#### [DATA FOR ANALYSIS]
##############################
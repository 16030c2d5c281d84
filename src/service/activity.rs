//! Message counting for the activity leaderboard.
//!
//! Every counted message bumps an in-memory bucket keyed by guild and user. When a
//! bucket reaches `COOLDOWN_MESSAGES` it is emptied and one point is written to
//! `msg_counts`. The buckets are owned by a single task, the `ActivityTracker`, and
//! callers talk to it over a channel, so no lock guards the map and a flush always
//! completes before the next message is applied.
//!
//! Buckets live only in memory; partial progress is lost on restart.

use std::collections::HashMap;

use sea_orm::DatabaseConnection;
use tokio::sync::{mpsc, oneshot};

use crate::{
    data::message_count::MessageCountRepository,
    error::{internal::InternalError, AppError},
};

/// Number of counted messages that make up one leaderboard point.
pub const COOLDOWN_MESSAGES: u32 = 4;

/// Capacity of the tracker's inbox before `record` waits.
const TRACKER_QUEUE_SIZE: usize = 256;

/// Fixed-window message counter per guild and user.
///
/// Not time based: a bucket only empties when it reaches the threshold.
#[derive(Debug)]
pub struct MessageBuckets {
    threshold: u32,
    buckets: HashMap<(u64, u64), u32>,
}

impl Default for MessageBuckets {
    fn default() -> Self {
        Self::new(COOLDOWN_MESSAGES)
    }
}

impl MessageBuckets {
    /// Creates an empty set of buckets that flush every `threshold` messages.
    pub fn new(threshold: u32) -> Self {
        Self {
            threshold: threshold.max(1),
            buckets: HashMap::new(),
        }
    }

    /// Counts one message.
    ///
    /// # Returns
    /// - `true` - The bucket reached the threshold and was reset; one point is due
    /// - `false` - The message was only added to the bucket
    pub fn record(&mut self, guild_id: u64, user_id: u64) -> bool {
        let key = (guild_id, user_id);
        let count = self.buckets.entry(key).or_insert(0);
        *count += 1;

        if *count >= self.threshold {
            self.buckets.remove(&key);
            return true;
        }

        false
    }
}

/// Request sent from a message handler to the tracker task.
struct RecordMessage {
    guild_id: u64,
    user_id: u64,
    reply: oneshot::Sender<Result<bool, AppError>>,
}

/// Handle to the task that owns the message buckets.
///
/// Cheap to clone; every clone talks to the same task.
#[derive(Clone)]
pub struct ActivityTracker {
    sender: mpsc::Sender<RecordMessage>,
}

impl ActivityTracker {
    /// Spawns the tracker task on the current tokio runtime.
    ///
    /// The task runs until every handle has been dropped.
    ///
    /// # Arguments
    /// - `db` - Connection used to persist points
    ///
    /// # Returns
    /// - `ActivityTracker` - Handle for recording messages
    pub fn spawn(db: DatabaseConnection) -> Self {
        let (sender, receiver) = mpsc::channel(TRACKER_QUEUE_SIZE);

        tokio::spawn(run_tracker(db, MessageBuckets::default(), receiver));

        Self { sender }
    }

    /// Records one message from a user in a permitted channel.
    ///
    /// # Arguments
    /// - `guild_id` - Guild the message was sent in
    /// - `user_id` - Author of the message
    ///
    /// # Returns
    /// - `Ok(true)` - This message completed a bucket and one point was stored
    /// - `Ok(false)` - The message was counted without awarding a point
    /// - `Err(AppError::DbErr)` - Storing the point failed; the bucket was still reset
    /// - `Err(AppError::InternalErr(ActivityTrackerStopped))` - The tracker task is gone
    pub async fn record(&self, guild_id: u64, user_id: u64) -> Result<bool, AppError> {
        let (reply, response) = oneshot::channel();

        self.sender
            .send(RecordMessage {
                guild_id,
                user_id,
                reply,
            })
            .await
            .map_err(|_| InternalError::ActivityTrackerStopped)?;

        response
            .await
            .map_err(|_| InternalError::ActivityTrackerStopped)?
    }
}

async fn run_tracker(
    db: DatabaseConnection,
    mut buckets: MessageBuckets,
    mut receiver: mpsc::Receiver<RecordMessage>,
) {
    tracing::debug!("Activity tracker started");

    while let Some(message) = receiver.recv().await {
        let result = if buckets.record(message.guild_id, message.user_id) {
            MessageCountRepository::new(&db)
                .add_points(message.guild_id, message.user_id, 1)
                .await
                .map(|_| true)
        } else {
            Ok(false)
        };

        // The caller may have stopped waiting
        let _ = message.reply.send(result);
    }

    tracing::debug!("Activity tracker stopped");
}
##############################
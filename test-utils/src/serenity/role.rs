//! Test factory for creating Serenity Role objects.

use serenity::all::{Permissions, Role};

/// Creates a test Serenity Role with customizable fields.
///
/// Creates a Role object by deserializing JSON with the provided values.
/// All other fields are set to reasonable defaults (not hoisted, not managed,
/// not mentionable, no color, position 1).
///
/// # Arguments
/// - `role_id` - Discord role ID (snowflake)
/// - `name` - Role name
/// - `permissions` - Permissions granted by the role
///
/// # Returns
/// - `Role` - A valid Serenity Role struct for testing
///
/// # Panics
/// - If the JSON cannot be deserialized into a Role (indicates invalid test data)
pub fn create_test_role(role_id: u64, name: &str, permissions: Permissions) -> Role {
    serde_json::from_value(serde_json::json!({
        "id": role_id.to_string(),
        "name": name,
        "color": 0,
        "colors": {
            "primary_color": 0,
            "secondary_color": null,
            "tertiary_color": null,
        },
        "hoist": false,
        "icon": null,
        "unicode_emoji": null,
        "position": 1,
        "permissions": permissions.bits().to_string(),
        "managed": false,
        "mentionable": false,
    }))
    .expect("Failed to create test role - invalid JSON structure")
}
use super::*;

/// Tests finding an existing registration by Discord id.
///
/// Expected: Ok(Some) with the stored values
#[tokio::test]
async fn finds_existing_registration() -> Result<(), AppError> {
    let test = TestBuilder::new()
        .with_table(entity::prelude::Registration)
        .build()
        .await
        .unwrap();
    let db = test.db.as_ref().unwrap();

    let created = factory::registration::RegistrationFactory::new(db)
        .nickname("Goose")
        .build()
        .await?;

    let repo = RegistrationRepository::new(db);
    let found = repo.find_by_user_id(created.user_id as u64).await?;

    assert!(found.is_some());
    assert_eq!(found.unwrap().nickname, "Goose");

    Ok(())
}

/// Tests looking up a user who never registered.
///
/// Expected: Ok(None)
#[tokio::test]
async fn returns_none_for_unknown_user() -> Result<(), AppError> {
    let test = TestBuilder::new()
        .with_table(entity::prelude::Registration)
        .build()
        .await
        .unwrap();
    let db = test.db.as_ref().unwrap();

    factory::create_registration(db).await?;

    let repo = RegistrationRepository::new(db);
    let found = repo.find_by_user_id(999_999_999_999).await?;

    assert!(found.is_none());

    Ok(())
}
##############################
#### [REQUIRED ACTION]
Only lines that include "RecordMessage" belong in the answer; return them from the entries above.

#### [SOLUTION TO THE PROBLEM]
struct RecordMessage {
    sender: mpsc::Sender<RecordMessage>,
            .send(RecordMessage {
    mut receiver: mpsc::Receiver<RecordMessage>,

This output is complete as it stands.